┌──

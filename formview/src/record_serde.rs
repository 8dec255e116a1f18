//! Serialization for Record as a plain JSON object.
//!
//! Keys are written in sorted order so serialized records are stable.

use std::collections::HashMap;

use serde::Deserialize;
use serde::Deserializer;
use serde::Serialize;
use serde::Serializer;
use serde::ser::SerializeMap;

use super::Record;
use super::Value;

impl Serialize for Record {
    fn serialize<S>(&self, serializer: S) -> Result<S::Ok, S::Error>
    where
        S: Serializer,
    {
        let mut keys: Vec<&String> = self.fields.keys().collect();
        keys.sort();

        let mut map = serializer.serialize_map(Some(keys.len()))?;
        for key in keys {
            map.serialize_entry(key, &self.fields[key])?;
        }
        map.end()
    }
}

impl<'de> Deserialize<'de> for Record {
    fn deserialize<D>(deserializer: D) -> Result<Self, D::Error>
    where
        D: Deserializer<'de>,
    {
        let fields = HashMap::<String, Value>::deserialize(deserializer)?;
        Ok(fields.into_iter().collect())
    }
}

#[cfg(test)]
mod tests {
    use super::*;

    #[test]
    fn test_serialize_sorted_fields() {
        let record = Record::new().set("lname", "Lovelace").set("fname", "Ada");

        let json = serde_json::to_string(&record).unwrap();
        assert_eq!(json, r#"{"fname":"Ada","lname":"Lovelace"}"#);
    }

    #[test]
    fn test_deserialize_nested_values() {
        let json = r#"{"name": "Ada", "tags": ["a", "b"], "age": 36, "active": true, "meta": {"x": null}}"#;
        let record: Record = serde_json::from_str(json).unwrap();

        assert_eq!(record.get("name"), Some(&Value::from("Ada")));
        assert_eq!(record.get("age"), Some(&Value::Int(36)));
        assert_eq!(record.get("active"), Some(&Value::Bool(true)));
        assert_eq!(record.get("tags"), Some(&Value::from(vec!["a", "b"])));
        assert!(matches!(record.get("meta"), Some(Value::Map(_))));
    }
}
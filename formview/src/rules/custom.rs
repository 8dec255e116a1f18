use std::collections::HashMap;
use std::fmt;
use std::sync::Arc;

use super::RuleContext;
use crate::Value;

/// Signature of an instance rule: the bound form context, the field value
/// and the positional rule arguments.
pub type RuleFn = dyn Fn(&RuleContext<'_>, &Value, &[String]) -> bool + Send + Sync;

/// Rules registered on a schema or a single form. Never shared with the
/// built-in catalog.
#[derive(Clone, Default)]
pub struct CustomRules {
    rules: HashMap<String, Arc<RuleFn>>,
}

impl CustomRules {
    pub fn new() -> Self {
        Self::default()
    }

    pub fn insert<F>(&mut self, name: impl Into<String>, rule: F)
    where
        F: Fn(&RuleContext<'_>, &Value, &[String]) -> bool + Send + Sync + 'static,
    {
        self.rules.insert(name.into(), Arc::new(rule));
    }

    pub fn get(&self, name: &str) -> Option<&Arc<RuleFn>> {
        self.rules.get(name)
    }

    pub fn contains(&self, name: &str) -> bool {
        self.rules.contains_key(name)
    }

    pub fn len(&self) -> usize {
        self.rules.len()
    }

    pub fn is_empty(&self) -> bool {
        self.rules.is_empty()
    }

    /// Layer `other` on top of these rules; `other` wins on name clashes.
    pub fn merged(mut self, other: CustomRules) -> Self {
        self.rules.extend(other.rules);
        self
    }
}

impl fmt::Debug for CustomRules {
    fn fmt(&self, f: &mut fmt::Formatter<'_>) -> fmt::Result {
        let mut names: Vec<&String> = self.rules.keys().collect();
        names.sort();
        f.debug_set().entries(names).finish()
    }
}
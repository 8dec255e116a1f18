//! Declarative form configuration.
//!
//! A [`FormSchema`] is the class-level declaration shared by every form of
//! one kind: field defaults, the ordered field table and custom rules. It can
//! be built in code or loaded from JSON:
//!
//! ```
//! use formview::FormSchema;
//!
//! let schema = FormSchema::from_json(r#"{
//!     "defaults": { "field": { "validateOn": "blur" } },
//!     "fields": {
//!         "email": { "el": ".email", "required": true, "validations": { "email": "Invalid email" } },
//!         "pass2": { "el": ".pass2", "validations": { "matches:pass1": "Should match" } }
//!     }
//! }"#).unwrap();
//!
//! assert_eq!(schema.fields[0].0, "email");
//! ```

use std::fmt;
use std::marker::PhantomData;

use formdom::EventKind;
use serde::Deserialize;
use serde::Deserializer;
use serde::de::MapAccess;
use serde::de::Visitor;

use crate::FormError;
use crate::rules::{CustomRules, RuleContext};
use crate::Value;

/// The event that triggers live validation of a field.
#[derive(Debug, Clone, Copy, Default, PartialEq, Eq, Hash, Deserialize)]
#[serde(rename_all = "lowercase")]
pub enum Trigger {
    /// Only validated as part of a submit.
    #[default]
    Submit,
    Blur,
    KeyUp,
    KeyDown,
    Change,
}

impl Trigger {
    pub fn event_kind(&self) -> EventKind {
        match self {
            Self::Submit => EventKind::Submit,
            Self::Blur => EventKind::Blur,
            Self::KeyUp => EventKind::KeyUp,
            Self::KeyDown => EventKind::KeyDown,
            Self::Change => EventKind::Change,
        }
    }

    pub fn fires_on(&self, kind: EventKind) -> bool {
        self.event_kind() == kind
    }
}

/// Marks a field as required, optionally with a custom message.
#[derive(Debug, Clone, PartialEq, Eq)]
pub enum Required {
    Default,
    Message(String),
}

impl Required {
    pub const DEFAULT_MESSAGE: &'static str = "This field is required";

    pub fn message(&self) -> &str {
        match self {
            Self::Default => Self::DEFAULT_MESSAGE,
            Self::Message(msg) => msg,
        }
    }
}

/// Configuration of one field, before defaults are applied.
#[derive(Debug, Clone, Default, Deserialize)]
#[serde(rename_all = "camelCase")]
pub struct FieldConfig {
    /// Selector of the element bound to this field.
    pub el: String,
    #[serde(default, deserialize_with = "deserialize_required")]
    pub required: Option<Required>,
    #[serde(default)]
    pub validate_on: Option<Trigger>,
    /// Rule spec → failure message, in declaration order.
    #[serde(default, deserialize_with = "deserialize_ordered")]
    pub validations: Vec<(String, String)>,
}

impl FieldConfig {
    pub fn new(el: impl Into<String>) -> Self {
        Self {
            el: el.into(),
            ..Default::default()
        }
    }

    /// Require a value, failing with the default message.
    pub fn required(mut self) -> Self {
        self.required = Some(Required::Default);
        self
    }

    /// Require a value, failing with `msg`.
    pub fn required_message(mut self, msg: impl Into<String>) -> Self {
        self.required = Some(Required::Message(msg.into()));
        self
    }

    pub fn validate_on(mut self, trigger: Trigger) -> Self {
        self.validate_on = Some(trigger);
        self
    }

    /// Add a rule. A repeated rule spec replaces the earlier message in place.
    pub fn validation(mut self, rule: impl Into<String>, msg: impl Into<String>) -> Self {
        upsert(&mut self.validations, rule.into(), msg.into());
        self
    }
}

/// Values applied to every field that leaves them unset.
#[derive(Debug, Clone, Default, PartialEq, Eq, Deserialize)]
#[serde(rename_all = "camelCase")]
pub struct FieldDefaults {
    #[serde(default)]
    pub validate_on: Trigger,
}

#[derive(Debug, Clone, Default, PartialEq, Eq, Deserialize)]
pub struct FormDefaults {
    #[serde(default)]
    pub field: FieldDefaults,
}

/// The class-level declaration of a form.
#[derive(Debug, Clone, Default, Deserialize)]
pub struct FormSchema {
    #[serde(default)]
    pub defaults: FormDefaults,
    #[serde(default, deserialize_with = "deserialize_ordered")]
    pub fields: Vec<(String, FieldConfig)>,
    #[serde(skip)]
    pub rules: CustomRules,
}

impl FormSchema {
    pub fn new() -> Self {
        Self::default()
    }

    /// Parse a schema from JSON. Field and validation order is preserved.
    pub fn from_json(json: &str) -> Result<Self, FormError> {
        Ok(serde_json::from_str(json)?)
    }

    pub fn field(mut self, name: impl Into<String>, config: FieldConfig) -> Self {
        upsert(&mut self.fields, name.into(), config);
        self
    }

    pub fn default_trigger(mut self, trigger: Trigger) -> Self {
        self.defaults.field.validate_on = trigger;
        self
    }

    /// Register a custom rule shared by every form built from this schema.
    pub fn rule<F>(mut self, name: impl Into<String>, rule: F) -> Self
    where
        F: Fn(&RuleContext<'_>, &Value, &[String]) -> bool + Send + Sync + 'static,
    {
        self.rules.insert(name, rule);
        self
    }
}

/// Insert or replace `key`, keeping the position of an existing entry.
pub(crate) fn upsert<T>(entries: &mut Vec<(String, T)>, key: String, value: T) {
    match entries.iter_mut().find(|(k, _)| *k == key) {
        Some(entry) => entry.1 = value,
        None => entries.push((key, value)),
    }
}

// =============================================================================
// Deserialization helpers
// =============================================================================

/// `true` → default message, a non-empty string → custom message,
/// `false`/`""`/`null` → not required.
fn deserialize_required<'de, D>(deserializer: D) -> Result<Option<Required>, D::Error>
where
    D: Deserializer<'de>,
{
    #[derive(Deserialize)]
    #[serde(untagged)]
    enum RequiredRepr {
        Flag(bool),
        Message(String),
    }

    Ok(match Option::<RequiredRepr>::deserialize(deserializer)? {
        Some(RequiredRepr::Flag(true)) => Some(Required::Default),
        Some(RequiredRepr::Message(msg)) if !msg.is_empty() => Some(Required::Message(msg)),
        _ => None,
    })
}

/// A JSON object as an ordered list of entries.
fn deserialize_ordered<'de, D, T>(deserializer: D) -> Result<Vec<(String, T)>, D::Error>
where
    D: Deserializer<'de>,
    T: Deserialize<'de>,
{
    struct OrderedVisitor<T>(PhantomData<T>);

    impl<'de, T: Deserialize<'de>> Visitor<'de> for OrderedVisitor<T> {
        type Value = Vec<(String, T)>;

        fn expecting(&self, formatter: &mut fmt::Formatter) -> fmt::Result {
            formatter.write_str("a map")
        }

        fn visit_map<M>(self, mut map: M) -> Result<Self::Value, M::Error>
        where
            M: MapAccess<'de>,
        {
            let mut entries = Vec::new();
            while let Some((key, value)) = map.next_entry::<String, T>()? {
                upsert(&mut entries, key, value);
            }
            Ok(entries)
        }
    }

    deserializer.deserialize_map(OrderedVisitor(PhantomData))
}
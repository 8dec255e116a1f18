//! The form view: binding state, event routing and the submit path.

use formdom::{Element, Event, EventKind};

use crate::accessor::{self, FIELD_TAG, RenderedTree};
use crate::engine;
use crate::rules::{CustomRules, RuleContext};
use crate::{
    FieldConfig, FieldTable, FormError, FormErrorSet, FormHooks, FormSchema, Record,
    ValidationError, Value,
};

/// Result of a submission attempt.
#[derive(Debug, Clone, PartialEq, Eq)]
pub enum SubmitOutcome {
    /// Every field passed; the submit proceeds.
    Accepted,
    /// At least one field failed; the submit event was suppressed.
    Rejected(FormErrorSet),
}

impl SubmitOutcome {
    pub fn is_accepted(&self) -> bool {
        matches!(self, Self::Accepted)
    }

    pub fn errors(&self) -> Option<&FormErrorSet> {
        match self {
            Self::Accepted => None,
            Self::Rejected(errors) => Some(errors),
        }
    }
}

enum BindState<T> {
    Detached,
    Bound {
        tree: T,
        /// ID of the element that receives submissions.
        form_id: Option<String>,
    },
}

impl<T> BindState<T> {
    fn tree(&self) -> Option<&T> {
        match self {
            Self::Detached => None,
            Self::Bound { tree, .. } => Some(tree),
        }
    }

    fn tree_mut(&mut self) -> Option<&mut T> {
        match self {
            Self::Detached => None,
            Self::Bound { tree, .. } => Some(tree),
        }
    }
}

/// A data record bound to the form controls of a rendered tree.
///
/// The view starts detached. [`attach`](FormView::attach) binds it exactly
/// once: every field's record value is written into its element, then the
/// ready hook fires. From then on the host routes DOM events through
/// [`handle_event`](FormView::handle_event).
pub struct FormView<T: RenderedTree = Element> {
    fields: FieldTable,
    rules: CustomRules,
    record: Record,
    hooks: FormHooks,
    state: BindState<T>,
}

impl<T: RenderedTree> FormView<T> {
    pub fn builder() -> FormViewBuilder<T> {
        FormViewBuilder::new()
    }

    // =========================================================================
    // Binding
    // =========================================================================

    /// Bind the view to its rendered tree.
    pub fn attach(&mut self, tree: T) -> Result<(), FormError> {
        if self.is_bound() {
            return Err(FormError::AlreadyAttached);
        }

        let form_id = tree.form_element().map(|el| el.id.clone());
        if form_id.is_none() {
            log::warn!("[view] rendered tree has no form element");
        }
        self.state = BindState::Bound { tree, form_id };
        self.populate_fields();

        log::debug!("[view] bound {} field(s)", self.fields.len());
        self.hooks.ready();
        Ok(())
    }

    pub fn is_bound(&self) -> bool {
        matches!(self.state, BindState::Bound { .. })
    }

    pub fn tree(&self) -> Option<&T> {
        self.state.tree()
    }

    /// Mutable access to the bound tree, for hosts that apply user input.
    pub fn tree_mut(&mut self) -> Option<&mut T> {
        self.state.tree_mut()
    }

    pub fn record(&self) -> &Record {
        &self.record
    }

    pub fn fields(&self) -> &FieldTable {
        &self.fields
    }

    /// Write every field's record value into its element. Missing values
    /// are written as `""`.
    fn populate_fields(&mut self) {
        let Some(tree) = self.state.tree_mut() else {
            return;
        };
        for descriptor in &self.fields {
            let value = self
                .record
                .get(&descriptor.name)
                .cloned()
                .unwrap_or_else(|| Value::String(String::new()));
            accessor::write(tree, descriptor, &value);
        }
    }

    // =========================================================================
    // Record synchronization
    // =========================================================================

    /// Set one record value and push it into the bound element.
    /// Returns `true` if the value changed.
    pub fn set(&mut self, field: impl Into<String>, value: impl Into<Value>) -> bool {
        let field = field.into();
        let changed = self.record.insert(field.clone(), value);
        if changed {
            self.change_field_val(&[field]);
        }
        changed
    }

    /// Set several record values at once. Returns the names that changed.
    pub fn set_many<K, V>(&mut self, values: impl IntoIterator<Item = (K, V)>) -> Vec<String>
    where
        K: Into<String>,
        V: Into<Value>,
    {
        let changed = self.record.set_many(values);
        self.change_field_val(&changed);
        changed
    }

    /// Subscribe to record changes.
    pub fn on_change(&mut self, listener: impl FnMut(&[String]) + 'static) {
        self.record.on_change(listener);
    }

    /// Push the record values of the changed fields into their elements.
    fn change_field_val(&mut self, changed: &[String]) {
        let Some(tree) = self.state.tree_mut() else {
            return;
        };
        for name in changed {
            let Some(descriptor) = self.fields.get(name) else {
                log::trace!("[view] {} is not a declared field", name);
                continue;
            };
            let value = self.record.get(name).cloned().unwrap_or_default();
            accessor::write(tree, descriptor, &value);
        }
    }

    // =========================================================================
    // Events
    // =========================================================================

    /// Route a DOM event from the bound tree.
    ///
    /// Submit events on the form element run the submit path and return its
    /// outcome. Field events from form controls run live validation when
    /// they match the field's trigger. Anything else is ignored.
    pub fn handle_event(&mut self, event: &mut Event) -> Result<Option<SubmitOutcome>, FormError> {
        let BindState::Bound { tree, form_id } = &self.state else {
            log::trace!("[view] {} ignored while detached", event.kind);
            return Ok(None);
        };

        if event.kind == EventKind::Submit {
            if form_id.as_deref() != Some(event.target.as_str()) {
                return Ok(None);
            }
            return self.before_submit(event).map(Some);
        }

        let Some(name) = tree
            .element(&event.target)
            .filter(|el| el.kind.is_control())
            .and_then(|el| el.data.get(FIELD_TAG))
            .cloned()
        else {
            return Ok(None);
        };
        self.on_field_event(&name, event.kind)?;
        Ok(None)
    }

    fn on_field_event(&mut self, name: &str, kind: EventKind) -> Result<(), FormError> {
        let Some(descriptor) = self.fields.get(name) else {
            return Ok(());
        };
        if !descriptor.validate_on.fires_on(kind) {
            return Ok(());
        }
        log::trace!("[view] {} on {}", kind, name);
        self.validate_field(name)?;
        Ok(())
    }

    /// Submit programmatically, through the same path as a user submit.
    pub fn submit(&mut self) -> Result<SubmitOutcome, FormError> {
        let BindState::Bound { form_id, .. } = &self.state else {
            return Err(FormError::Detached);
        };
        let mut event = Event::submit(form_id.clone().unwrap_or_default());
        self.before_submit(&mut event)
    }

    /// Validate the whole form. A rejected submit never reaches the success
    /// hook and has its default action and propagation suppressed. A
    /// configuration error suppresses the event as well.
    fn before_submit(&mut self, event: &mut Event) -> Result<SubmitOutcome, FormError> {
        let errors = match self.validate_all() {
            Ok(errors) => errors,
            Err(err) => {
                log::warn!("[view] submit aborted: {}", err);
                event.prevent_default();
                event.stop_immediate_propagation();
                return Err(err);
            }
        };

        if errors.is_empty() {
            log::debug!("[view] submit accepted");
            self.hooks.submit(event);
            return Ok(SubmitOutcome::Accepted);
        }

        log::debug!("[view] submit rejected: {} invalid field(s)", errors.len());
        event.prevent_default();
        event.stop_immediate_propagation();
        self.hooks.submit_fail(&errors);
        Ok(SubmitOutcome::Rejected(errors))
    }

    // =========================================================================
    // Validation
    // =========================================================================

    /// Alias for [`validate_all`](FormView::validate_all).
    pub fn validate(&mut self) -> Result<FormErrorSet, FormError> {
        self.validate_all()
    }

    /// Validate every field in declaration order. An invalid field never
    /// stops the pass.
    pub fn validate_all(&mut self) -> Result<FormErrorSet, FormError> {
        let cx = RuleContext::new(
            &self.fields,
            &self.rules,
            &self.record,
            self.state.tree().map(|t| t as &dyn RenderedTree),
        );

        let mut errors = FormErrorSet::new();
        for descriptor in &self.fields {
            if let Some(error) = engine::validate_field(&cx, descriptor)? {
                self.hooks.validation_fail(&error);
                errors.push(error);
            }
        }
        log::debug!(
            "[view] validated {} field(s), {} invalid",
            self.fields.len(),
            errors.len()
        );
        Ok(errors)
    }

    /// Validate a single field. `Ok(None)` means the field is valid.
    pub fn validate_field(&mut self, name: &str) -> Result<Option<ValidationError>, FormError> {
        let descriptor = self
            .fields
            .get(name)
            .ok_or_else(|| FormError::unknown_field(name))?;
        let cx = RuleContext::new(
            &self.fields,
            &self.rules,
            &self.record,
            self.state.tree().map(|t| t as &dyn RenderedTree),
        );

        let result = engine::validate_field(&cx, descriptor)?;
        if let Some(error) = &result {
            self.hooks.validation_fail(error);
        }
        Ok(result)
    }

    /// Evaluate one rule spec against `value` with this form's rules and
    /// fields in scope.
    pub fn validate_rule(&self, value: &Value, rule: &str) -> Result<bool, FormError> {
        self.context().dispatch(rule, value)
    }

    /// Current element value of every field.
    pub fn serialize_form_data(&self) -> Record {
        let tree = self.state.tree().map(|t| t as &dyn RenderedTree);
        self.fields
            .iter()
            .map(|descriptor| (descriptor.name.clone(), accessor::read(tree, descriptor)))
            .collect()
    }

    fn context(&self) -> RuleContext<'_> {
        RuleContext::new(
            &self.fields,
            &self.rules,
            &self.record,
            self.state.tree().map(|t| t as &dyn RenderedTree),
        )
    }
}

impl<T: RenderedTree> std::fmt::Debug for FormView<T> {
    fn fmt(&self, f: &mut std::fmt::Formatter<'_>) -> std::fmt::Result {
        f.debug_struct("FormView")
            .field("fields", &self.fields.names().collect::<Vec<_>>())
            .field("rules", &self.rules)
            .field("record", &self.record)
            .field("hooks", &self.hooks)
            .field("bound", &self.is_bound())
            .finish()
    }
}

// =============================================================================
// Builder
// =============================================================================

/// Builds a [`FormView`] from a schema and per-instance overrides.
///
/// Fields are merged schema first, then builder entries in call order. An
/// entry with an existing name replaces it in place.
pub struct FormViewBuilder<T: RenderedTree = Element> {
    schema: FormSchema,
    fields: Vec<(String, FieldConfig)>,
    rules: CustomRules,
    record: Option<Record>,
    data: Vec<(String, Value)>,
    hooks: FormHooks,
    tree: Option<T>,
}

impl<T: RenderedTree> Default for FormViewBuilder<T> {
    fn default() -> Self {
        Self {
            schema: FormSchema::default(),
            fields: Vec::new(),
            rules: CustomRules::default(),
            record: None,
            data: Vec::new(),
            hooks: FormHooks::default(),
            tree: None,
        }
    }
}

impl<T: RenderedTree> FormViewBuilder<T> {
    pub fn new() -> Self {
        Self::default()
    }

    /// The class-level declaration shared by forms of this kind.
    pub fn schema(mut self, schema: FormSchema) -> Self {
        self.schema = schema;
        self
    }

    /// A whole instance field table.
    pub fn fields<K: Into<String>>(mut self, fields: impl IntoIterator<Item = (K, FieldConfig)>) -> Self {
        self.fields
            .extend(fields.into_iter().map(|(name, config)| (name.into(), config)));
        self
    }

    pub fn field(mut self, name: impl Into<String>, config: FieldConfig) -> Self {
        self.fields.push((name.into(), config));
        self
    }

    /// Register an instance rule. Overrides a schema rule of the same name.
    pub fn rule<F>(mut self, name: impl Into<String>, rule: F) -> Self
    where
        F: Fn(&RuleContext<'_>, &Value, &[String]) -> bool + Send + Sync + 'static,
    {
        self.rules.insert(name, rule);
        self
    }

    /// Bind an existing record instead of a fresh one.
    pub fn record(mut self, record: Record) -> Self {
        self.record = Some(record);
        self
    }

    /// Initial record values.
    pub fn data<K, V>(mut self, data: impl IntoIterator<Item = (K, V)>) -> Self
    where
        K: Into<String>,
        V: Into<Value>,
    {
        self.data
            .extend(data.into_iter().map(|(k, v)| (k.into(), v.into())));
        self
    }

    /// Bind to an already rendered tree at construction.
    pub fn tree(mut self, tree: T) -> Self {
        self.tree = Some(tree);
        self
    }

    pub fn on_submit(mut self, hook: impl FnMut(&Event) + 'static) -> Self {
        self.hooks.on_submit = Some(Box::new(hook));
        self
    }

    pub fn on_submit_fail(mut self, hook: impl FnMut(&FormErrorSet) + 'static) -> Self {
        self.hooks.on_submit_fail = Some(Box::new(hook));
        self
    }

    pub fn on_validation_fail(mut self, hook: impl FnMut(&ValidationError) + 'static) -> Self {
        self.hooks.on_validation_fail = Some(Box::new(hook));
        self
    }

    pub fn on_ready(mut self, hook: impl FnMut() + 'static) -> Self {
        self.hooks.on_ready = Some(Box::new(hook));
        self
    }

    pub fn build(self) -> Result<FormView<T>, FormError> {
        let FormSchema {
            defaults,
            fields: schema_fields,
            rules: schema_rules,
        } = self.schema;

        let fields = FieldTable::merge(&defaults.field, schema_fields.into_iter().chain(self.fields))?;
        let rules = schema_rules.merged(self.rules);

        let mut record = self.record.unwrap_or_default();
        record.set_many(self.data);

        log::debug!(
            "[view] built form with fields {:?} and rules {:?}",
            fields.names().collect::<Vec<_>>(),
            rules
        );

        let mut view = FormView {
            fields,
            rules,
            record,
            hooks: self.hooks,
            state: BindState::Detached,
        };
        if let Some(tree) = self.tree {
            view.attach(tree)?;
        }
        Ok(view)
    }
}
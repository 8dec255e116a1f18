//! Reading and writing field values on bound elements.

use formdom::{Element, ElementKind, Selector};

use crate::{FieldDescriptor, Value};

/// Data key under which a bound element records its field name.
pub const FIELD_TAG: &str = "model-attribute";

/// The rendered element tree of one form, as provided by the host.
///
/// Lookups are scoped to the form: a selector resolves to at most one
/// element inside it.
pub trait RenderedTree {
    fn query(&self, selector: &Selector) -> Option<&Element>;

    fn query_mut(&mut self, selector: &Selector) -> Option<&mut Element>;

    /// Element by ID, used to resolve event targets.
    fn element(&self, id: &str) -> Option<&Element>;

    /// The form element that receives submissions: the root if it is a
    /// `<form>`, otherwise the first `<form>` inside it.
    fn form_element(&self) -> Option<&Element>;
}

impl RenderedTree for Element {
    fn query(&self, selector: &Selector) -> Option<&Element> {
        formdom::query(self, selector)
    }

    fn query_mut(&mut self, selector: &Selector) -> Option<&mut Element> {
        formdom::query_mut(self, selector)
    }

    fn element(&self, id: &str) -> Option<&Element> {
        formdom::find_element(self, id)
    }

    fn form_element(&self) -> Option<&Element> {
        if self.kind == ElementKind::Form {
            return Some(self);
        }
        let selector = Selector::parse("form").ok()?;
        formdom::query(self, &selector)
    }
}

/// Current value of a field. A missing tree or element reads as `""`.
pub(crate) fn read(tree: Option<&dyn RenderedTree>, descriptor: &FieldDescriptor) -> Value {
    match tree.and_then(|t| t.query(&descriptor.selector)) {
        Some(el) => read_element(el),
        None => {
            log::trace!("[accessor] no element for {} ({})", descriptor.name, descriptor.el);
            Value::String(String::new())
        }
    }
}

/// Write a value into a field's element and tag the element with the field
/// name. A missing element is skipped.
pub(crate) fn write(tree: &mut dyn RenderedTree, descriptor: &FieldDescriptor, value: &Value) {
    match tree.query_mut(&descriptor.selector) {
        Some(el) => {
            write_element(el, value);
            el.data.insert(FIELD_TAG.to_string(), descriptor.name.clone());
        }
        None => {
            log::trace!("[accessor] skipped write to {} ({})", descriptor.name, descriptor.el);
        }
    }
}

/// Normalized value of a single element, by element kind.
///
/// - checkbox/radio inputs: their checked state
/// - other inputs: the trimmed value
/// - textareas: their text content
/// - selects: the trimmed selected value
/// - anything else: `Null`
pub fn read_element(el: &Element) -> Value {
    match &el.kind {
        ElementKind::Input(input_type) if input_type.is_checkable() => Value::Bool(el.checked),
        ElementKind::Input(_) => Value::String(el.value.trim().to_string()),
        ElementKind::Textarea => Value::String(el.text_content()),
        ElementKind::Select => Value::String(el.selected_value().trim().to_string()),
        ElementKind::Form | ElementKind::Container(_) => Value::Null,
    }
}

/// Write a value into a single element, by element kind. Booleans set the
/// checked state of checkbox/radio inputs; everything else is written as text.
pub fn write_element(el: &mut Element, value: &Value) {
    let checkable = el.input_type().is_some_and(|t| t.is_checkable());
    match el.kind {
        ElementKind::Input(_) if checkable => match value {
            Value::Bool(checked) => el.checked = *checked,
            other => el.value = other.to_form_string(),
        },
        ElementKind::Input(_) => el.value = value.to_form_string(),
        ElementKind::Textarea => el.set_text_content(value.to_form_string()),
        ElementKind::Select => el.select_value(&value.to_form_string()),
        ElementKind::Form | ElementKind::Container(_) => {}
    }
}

└──

> **GOAL OF THE EXERCISE**
Lines of the listing that contain the word "checked" are to be counted; report only their number.

> **OUTPUT OF THE EXERCISE**
4